Uyanmak istemiyorum çünkü sabah ilk iş su almak için nehre gitmek. Köyümüzde henüz musluk ve kuyu yok. Nehir, köyümüze yürüyerek bir saat uzaklıkta. Gerçekten her şey bizim için o kadar zor ki… Yiyeceklerimiz sınırlı ve çeşit yok, çoğumuz günü karnımız aç geçiriyoruz. Suyu taşımada anneme yardım ettikten sonra kahvaltıdaki tek yiyecek olan mısır lapasını yiyoruz hep beraber.

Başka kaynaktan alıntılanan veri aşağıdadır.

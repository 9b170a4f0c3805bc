//! External operand formats for memory-sourced FPU operands.

use std::fmt;

use crate::addressing::Size;

/// The 3-bit source/destination format field of an FPU extension word.
#[derive(Debug, Clone, Copy, PartialEq, Eq)]
pub enum OperandFormat {
    /// L: 32-bit two's complement integer.
    Long,
    /// S: IEEE single-precision real.
    Single,
    /// X: 96-bit extended-precision real.
    Extended,
    /// P: packed decimal real (static k-factor when storing).
    Packed,
    /// W: 16-bit two's complement integer.
    Word,
    /// D: IEEE double-precision real.
    Double,
    /// B: 8-bit two's complement integer.
    Byte,
    /// P{Dn}: packed decimal real with dynamic k-factor (stores only).
    PackedDynamic,
}

impl OperandFormat {
    /// Decode a 3-bit format field.
    #[must_use]
    pub const fn from_bits(bits: u8) -> Self {
        match bits & 0x07 {
            0 => Self::Long,
            1 => Self::Single,
            2 => Self::Extended,
            3 => Self::Packed,
            4 => Self::Word,
            5 => Self::Double,
            6 => Self::Byte,
            _ => Self::PackedDynamic,
        }
    }

    /// The implemented conversion for this format, if there is one.
    #[must_use]
    pub const fn data_format(self) -> Option<DataFormat> {
        match self {
            Self::Long => Some(DataFormat::Long),
            Self::Single => Some(DataFormat::Single),
            Self::Word => Some(DataFormat::Word),
            Self::Double => Some(DataFormat::Double),
            Self::Byte => Some(DataFormat::Byte),
            Self::Extended | Self::Packed | Self::PackedDynamic => None,
        }
    }
}

impl fmt::Display for OperandFormat {
    fn fmt(&self, f: &mut fmt::Formatter<'_>) -> fmt::Result {
        let name = match self {
            Self::Long => "long-word integer",
            Self::Single => "single-precision real",
            Self::Extended => "extended-precision real",
            Self::Packed => "packed-decimal real",
            Self::Word => "word integer",
            Self::Double => "double-precision real",
            Self::Byte => "byte integer",
            Self::PackedDynamic => "packed-decimal real (dynamic k-factor)",
        };
        f.write_str(name)
    }
}

/// A memory operand format the unit converts to and from a double.
#[derive(Debug, Clone, Copy, PartialEq, Eq)]
pub enum DataFormat {
    Long,
    Single,
    Word,
    Double,
    Byte,
}

impl DataFormat {
    /// Access size used to move the operand.
    #[must_use]
    pub const fn size(self) -> Size {
        match self {
            Self::Long | Self::Single => Size::Long,
            Self::Word => Size::Word,
            Self::Double => Size::Double,
            Self::Byte => Size::Byte,
        }
    }

    /// Convert a raw operand (right-aligned in a u64) to a double.
    #[must_use]
    pub fn load(self, raw: u64) -> f64 {
        match self {
            Self::Long => f64::from(raw as u32 as i32),
            Self::Single => f64::from(f32::from_bits(raw as u32)),
            Self::Word => f64::from(raw as u16 as i16),
            Self::Double => f64::from_bits(raw),
            Self::Byte => f64::from(raw as u8 as i8),
        }
    }

    /// Convert a double to the raw operand, right-aligned in a u64.
    ///
    /// Integer conversions truncate toward zero and saturate; NaN becomes 0.
    /// Bytes go through a 16-bit conversion first and keep the low 8 bits.
    #[must_use]
    pub fn store(self, value: f64) -> u64 {
        match self {
            Self::Long => u64::from(value as i32 as u32),
            Self::Single => u64::from((value as f32).to_bits()),
            Self::Word => u64::from(value as i16 as u16),
            Self::Double => value.to_bits(),
            Self::Byte => u64::from(value as i16 as u8),
        }
    }
}
impl Cpu68040 {
    /// Read an operand through the EA field `ea`, right-aligned in a u64.
    ///
    /// Doubles come back as their raw 64-bit pattern. Byte and word
    /// operands are zero-extended; sign handling is up to the caller.
    pub fn read_ea<B: FpuBus>(
        &mut self,
        bus: &mut B,
        ea: u8,
        size: Size,
    ) -> Result<u64, FpuError> {
        let loc = self.resolve_ea(bus, ea, size, Access::Read)?;
        Ok(self.read_location(bus, loc, size))
    }

    /// Write the low `size` bytes of `value` through the EA field `ea`.
    pub fn write_ea<B: FpuBus>(
        &mut self,
        bus: &mut B,
        ea: u8,
        size: Size,
        value: u64,
    ) -> Result<(), FpuError> {
        let loc = self.resolve_ea(bus, ea, size, Access::Write)?;
        self.write_location(bus, loc, size, value);
        Ok(())
    }

    /// Read a 96-bit extended image and map it onto a register.
    ///
    /// Only the first two longs are used, taken as a double pattern. The
    /// real extended encoding is not reconstructed.
    pub fn read_ea_fpe<B: FpuBus>(&mut self, bus: &mut B, ea: u8) -> Result<FpReg, FpuError> {
        let loc = self.resolve_ea(bus, ea, Size::Extended, Access::Read)?;
        debug!("extended read at {loc:?} truncated to double");
        Ok(FpReg::from_bits(self.read_location(bus, loc, Size::Extended)))
    }

    /// Write a register as a 96-bit extended image (double pattern, then a zero long).
    pub fn write_ea_fpe<B: FpuBus>(
        &mut self,
        bus: &mut B,
        ea: u8,
        value: FpReg,
    ) -> Result<(), FpuError> {
        let loc = self.resolve_ea(bus, ea, Size::Extended, Access::Write)?;
        debug!("extended write at {loc:?} stored as double");
        self.write_location(bus, loc, Size::Extended, value.bits());
        Ok(())
    }

    fn resolve_ea<B: FpuBus>(
        &mut self,
        bus: &mut B,
        ea: u8,
        size: Size,
        access: Access,
    ) -> Result<Location, FpuError> {
        let Some(mode) = AddrMode::from_ea(ea).filter(|m| m.is_legal(size, access)) else {
            return Err(self.illegal_ea(ea, size, access));
        };

        let loc = match mode {
            AddrMode::DataReg(r) => Location::DataReg(r as usize),
            AddrMode::AddrReg(r) => Location::AddrReg(r as usize),
            AddrMode::AddrInd(r) => Location::Memory(self.regs.a[r as usize]),
            AddrMode::AddrIndPostInc(r) => {
                let addr = self.regs.a[r as usize];
                self.regs.a[r as usize] = addr.wrapping_add(size.bytes());
                Location::Memory(addr)
            }
            AddrMode::AddrIndPreDec(r) => {
                let addr = self.regs.a[r as usize].wrapping_sub(size.bytes());
                self.regs.a[r as usize] = addr;
                Location::Memory(addr)
            }
            AddrMode::AddrIndDisp(r) => {
                let base = self.regs.a[r as usize];
                let disp = self.fetch_imm_16(bus) as i16;
                Location::Memory(base.wrapping_add_signed(i32::from(disp)))
            }
            AddrMode::AddrIndIndex(r) => {
                let base = self.regs.a[r as usize];
                Location::Memory(self.index_ea(bus, base))
            }
            AddrMode::AbsShort => Location::Memory(self.fetch_imm_16(bus) as i16 as i32 as u32),
            AddrMode::AbsLong => Location::Memory(self.fetch_imm_32(bus)),
            AddrMode::PcDisp => {
                // Base is the address of the displacement word.
                let base = self.regs.pc;
                let disp = self.fetch_imm_16(bus) as i16;
                Location::Memory(base.wrapping_add_signed(i32::from(disp)))
            }
            AddrMode::PcIndex => {
                let base = self.regs.pc;
                Location::Memory(self.index_ea(bus, base))
            }
            AddrMode::Immediate => Location::Immediate,
        };
        Ok(loc)
    }

    /// Indexed EA from the brief or full extension word at PC.
    fn index_ea<B: FpuBus>(&mut self, bus: &mut B, base: u32) -> u32 {
        let ext = self.fetch_imm_16(bus);

        if ext & 0x0100 == 0 {
            // Brief format: d8(base, Xn.size*scale)
            let disp = i32::from(ext as u8 as i8);
            return base
                .wrapping_add(self.index_value(ext))
                .wrapping_add_signed(disp);
        }

        let base = if ext & 0x0080 != 0 { 0 } else { base };
        let xn = if ext & 0x0040 != 0 {
            0
        } else {
            self.index_value(ext)
        };
        let bd = match (ext >> 4) & 0x03 {
            2 => self.fetch_imm_16(bus) as i16 as i32 as u32,
            3 => self.fetch_imm_32(bus),
            _ => 0,
        };

        let iis = ext & 0x07;
        if iis == 0 {
            return base.wrapping_add(bd).wrapping_add(xn);
        }

        let od = match iis & 0x03 {
            2 => self.fetch_imm_16(bus) as i16 as i32 as u32,
            3 => self.fetch_imm_32(bus),
            _ => 0,
        };

        if iis & 0x04 != 0 {
            // Post-indexed
            bus.read_long(base.wrapping_add(bd))
                .wrapping_add(xn)
                .wrapping_add(od)
        } else {
            // Pre-indexed
            bus.read_long(base.wrapping_add(bd).wrapping_add(xn))
                .wrapping_add(od)
        }
    }

    /// Scaled index register value from an index extension word.
    fn index_value(&self, ext: u16) -> u32 {
        let reg = ((ext >> 12) & 0x07) as usize;
        let raw = if ext & 0x8000 != 0 {
            self.regs.a[reg]
        } else {
            self.regs.d[reg]
        };
        let xn = if ext & 0x0800 != 0 {
            raw
        } else {
            raw as u16 as i16 as i32 as u32
        };
        xn << ((ext >> 9) & 0x03)
    }

    fn read_location<B: FpuBus>(&mut self, bus: &mut B, loc: Location, size: Size) -> u64 {
        match loc {
            Location::DataReg(r) => {
                let d = self.regs.d[r];
                match size {
                    Size::Byte => u64::from(d & 0xFF),
                    Size::Word => u64::from(d & 0xFFFF),
                    _ => u64::from(d),
                }
            }
            Location::AddrReg(r) => u64::from(self.regs.a[r]),
            Location::Memory(addr) => match size {
                Size::Byte => u64::from(bus.read_byte(addr)),
                Size::Word => u64::from(bus.read_word(addr)),
                Size::Long => u64::from(bus.read_long(addr)),
                // The extended stub reads the double pattern and skips the last long.
                Size::Double | Size::Extended => {
                    let hi = bus.read_long(addr);
                    let lo = bus.read_long(addr.wrapping_add(4));
                    (u64::from(hi) << 32) | u64::from(lo)
                }
            },
            Location::Immediate => match size {
                Size::Byte => u64::from(self.fetch_imm_16(bus) & 0xFF),
                Size::Word => u64::from(self.fetch_imm_16(bus)),
                Size::Long => u64::from(self.fetch_imm_32(bus)),
                Size::Double | Size::Extended => {
                    let hi = self.fetch_imm_32(bus);
                    let lo = self.fetch_imm_32(bus);
                    (u64::from(hi) << 32) | u64::from(lo)
                }
            },
        }
    }

    fn write_location<B: FpuBus>(&mut self, bus: &mut B, loc: Location, size: Size, value: u64) {
        match loc {
            Location::DataReg(r) => match size {
                Size::Byte => self.regs.set_d_byte(r, value as u8),
                Size::Word => self.regs.set_d_word(r, value as u16),
                _ => self.regs.d[r] = value as u32,
            },
            Location::AddrReg(r) => self.regs.a[r] = value as u32,
            Location::Memory(addr) => match size {
                Size::Byte => bus.write_byte(addr, value as u8),
                Size::Word => bus.write_word(addr, value as u16),
                Size::Long => bus.write_long(addr, value as u32),
                Size::Double => {
                    bus.write_long(addr, (value >> 32) as u32);
                    bus.write_long(addr.wrapping_add(4), value as u32);
                }
                Size::Extended => {
                    bus.write_long(addr, (value >> 32) as u32);
                    bus.write_long(addr.wrapping_add(4), value as u32);
                    bus.write_long(addr.wrapping_add(8), 0);
                }
            },
            Location::Immediate => unreachable!("immediate operands are never writable"),
        }
    }

    fn illegal_ea(&self, ea: u8, size: Size, access: Access) -> FpuError {
        let err = FpuError::IllegalAddressing {
            mode: (ea >> 3) & 0x07,
            reg: ea & 0x07,
            size,
            access,
            pc: self.instr_start_pc,
        };
        debug!("{err}");
        err
    }
}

Okula gitme vaktim gelmişti. Yorgun olsam da okumayı sevdiğim için bu beni biraz mutlu ediyor. Yolda yürürken ayaklarım ağrıyor ama geleceğim için çalışmam gerektiğini düşünüyorum. Okuldan sonra arkadaşlarımla kısa bir oyun oynuyoruz ve bu anlar günün en iyi, en neşeli olduğu dakikalar oluyor.
Eve dönünce anneme yeniden yardım ediyorum. Akşam ateşin etrafında oturup büyükbabamın anlattığı masalları dinlerken içimde küçük bir umut doğuyor. Yarının daha iyi olacağını hissediyorum. Her zorluk beni daha çok güçlendiriyor ve bir gün köyümüzün değişeceğine dair inancım büyüyor. Suya, yemeğe, eğitime daha kolay ulaşacağımız günleri hayal ediyorum ve bu hayaller sayesinde yorgunluğumuz unutuluyor.